Catalysis corresponds to the lowering of the activation energy required for chemical and biological reactions. Catalytic lowering of the required amount of energy is made possible by a catalyst, which in biology corresponds to an enzyme. In enzymatic diseases, the catalytic properties of enzymes may be reduced or even abolished.
What is catalysis?
Catalytic reduction of the amount of energy required is made possible by a catalyst, which in biology corresponds to an enzyme. Figure shows ribbon model of a lipase. Enzymes have specific roles in the human body. As different as the function of individual enzymes may seem, they all basically have the same task and bring similar properties to fulfill this task. The main task of all enzymes is catalysis. This is why biochemistry attributes catalytic properties to them. Literally translated, catalysis means “dissolution.” At the heart of catalysis is the activation energy. As such, chemistry refers to the amount of energy that is absolutely necessary in a reaction system for the chemical reaction of both reaction partners. Catalysts are used to reduce the activation energy and thus allow both reaction partners to undergo a reaction in the reaction system even at low energies.

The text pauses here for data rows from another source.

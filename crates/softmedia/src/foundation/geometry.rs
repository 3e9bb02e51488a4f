//! Integer geometry for window dimensions and damage rectangles

/// A point in window coordinates, origin at the top-left corner
#[derive(Debug, Clone, Copy, PartialEq, Eq, Hash, Default)]
pub struct Point {
    /// Horizontal position in pixels
    pub x: i32,
    /// Vertical position in pixels
    pub y: i32,
}

impl Point {
    /// Create a new point
    pub const fn new(x: i32, y: i32) -> Self {
        Self { x, y }
    }
}

/// A width/height pair in pixels
#[derive(Debug, Clone, Copy, PartialEq, Eq, Hash, Default)]
pub struct Size {
    /// Width in pixels
    pub width: u32,
    /// Height in pixels
    pub height: u32,
}

impl Size {
    /// Create a new size
    pub const fn new(width: u32, height: u32) -> Self {
        Self { width, height }
    }

    /// Total pixel count
    pub const fn area(self) -> usize {
        self.width as usize * self.height as usize
    }

    /// Whether either dimension is zero
    pub const fn is_empty(self) -> bool {
        self.width == 0 || self.height == 0
    }
}

/// An axis-aligned rectangle in window coordinates
#[derive(Debug, Clone, Copy, PartialEq, Eq, Hash, Default)]
pub struct Rect {
    /// Left edge
    pub x: i32,
    /// Top edge
    pub y: i32,
    /// Width in pixels
    pub width: u32,
    /// Height in pixels
    pub height: u32,
}

impl Rect {
    /// Create a new rectangle
    pub const fn new(x: i32, y: i32, width: u32, height: u32) -> Self {
        Self { x, y, width, height }
    }

    /// Rectangle covering `size` with its top-left corner at the origin
    pub const fn from_size(size: Size) -> Self {
        Self {
            x: 0,
            y: 0,
            width: size.width,
            height: size.height,
        }
    }

    /// Whether the rectangle covers no pixels
    pub const fn is_empty(self) -> bool {
        self.width == 0 || self.height == 0
    }

    fn right(self) -> i64 {
        i64::from(self.x) + i64::from(self.width)
    }

    fn bottom(self) -> i64 {
        i64::from(self.y) + i64::from(self.height)
    }

    /// Whether `point` lies inside the rectangle
    pub fn contains(self, point: Point) -> bool {
        i64::from(point.x) >= i64::from(self.x)
            && i64::from(point.x) < self.right()
            && i64::from(point.y) >= i64::from(self.y)
            && i64::from(point.y) < self.bottom()
    }

    /// Overlap of two rectangles, empty when they are disjoint
    pub fn intersection(self, other: Self) -> Self {
        let left = i64::from(self.x).max(i64::from(other.x));
        let top = i64::from(self.y).max(i64::from(other.y));
        let right = self.right().min(other.right());
        let bottom = self.bottom().min(other.bottom());
        if right <= left || bottom <= top {
            return Self::default();
        }
        // edges are bounded by the operands, so the narrowing casts hold
        Self {
            x: left as i32,
            y: top as i32,
            width: (right - left) as u32,
            height: (bottom - top) as u32,
        }
    }
}
//! Playback sink backed by a character device node

use super::{AudioBackend, AudioError, AudioResult, AudioSpec, Direction};
use std::fs::{File, OpenOptions};
use std::io::{self, Write};
use std::path::{Path, PathBuf};

/// Audio backend writing periods straight into a character device
///
/// The production target is the kernel's `/dev/audio`, which accepts raw
/// interleaved S16LE stereo and blocks until the driver has consumed the
/// write. Any writable path works, which is how tests observe the byte
/// stream without the device.
pub struct CharDeviceSink {
    path: PathBuf,
    device: Option<File>,
    direction: Direction,
    mix: Vec<i16>,
}

impl CharDeviceSink {
    /// Create a sink for the device at `path` without opening it
    pub fn new(path: impl Into<PathBuf>) -> Self {
        Self {
            path: path.into(),
            device: None,
            direction: Direction::Playback,
            mix: Vec::new(),
        }
    }

    /// Device path this sink writes to
    #[must_use]
    pub fn path(&self) -> &Path {
        &self.path
    }

    /// The period buffer as typed samples instead of raw bytes
    ///
    /// # Errors
    /// Fails with [`AudioError::NotOpen`] before open and with
    /// [`AudioError::NoPlaybackBuffer`] on capture streams.
    pub fn mix_samples_mut(&mut self) -> AudioResult<&mut [i16]> {
        if self.device.is_none() {
            return Err(AudioError::NotOpen);
        }
        if self.direction != Direction::Playback {
            return Err(AudioError::NoPlaybackBuffer);
        }
        Ok(&mut self.mix)
    }
}

impl AudioBackend for CharDeviceSink {
    fn open(&mut self, requested: &AudioSpec, direction: Direction) -> AudioResult<AudioSpec> {
        if self.device.is_some() {
            return Err(AudioError::AlreadyOpen);
        }
        if *requested != AudioSpec::NATIVE {
            log::debug!(
                "requested {} Hz / {} ch ignored, stream runs at {} Hz / {} ch",
                requested.frequency,
                requested.channels,
                AudioSpec::NATIVE.frequency,
                AudioSpec::NATIVE.channels
            );
        }
        let device = OpenOptions::new()
            .write(true)
            .open(&self.path)
            .map_err(|source| AudioError::DeviceSetup {
                path: self.path.clone(),
                source,
            })?;
        if direction == Direction::Playback {
            let samples =
                AudioSpec::NATIVE.buffer_size() / AudioSpec::NATIVE.format.bytes_per_sample();
            let mut mix = Vec::new();
            mix.try_reserve_exact(samples)
                .map_err(|_| AudioError::OutOfMemory)?;
            mix.resize(samples, AudioSpec::NATIVE.format.silence());
            self.mix = mix;
        }
        self.device = Some(device);
        self.direction = direction;
        log::info!(
            "opened audio device {} for {:?}",
            self.path.display(),
            direction
        );
        Ok(AudioSpec::NATIVE)
    }

    fn is_open(&self) -> bool {
        self.device.is_some()
    }

    fn mix_buffer(&mut self) -> AudioResult<&mut [u8]> {
        if self.device.is_none() {
            return Err(AudioError::NotOpen);
        }
        if self.direction != Direction::Playback {
            return Err(AudioError::NoPlaybackBuffer);
        }
        Ok(bytemuck::cast_slice_mut(&mut self.mix))
    }

    fn play(&mut self) -> AudioResult<()> {
        let device = self.device.as_mut().ok_or(AudioError::NotOpen)?;
        if self.direction != Direction::Playback {
            return Err(AudioError::NoPlaybackBuffer);
        }
        device.write_all(bytemuck::cast_slice(&self.mix))?;
        Ok(())
    }

    fn capture(&mut self, _buffer: &mut [u8]) -> AudioResult<usize> {
        if self.device.is_none() {
            return Err(AudioError::NotOpen);
        }
        // the device node is write-only
        Err(AudioError::Io(io::Error::from(io::ErrorKind::Unsupported)))
    }

    fn flush_capture(&mut self) {
        // nothing buffered: capture transfers never succeed
    }

    fn close(&mut self) {
        if self.device.take().is_some() {
            self.mix = Vec::new();
            log::info!("closed audio device {}", self.path.display());
        }
    }
}

impl Drop for CharDeviceSink {
    fn drop(&mut self) {
        if self.is_open() {
            self.close();
        }
    }
}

In biological reaction systems, enzymes with catalytic properties thus lower the activation energy of a particular chemical reaction and act accordingly as chemical catalysts. In the context of catalysis, on the one hand the probability of a successful reaction process increases and on the other hand the speed of the reaction sometimes also increases. A shift in the chemical equilibrium does not occur in the course of catalysis. Chemistry distinguishes homogeneous catalysis from heterogeneous catalysis. Biocatalysis corresponds neither to the one nor to the other form. It is an independent form of catalysis.
Function and task
Biocatalysis corresponds to the guidance, conversion, or acceleration of chemical reactions in the biological environment. Enzymes act as biological catalysts in this process. Each enzyme is largely composed of proteins, some of which are associated with a cofactor. Almost all biochemical reactions in living organisms have an enzymatic catalyst. Biocatalysis is implemented in biotechnology by means of isolated or living enzymes. An example of biocatalysis can be found in beer breweries, where biocatalytic processes are implemented using bacteria, fungi or yeasts. The pharmaceutical industry uses biocatalysis to realize otherwise impracticable reactions. In the human body, catalysts are constantly taking place in which enzymes accelerate certain reactions. Enzymes are, for example, relevant to the metabolism of organisms and largely control biochemical reactions in metabolic processes. They control digestion, for example, but are also involved in the transcription and replication of DNA in the form of polymerases. The majority of all biochemical reactions would occur at negligibly slow rates in a living organism without enzymes. Enzymes accelerate the achievement of chemical equilibrium without changing anything about the equilibrium. An enzyme has catalytic activity because it can lower the activation energy in chemical reactions. This energy corresponds to the amount of energy that must be applied in advance to initiate a reaction. During the reaction, the substrate changes to energetically unfavorable transition states. The activation energy forces the substrate into its transition state. The catalytic action of enzymes intervenes at this point in the reaction by stabilizing the transition state of the substrate via non-covalent interactions. In this way, significantly less energy is required to convert a substrate to the transition state. For this reason, the substrate converts to the final product of the reaction at a higher rate. With these catalytic functions, enzymes are considered to be the giving elements for any biochemical reaction product.
Diseases and disorders
When enzymes mutate or fail to adequately perform their catalytic role for other reasons, extensive health consequences set in.The disease group of metabolic diseases includes various disorders from the area of intermediate operating metabolism. Such disorders are either congenital or acquired. Metabolic diseases vary widely in their extent and prevalence. They also manifest themselves clinically in a highly heterogeneous manner. One such disorder is the widespread common disease diabetes mellitus. However, this group of diseases also includes much rarer hereditary diseases with a lethal course. Osteopenia and the resulting osteoporosis are also attributable to metabolic disorders. Most congenital diseases from the superordinate group of metabolic diseases correspond to genetically determined enzyme defects of various enzymes. Depending on the enzyme affected, its catalytic function and its reaction product, enzymatic defects or enzyme deficiencies can cause organs to fail, for example. A relatively rare and congenital metabolic disorder is Gaucher’s disease. The enzyme involved in this disease is glucocerebrosidase or glucocerebrosidase. In a healthy organism, this enzyme degrades aged components of the cell membrane. In Gaucher disease, there is a deficiency of this important enzyme. If the enzyme does not show sufficient activity, deposition of membrane components within the lysosomes occurs. More than 200 mutations of the enzyme have been documented in Gaucher disease to date. The degree of residual enzymatic activity depends on the mutation of the coding gene in each individual case. For example, the disease can cause a complete loss of function of the enzyme. However, a functionally weak reduction of enzymatic activity is also conceivable. Most patients of the disease show manifestations with respect to the internal organs as well as with respect to the nervous system.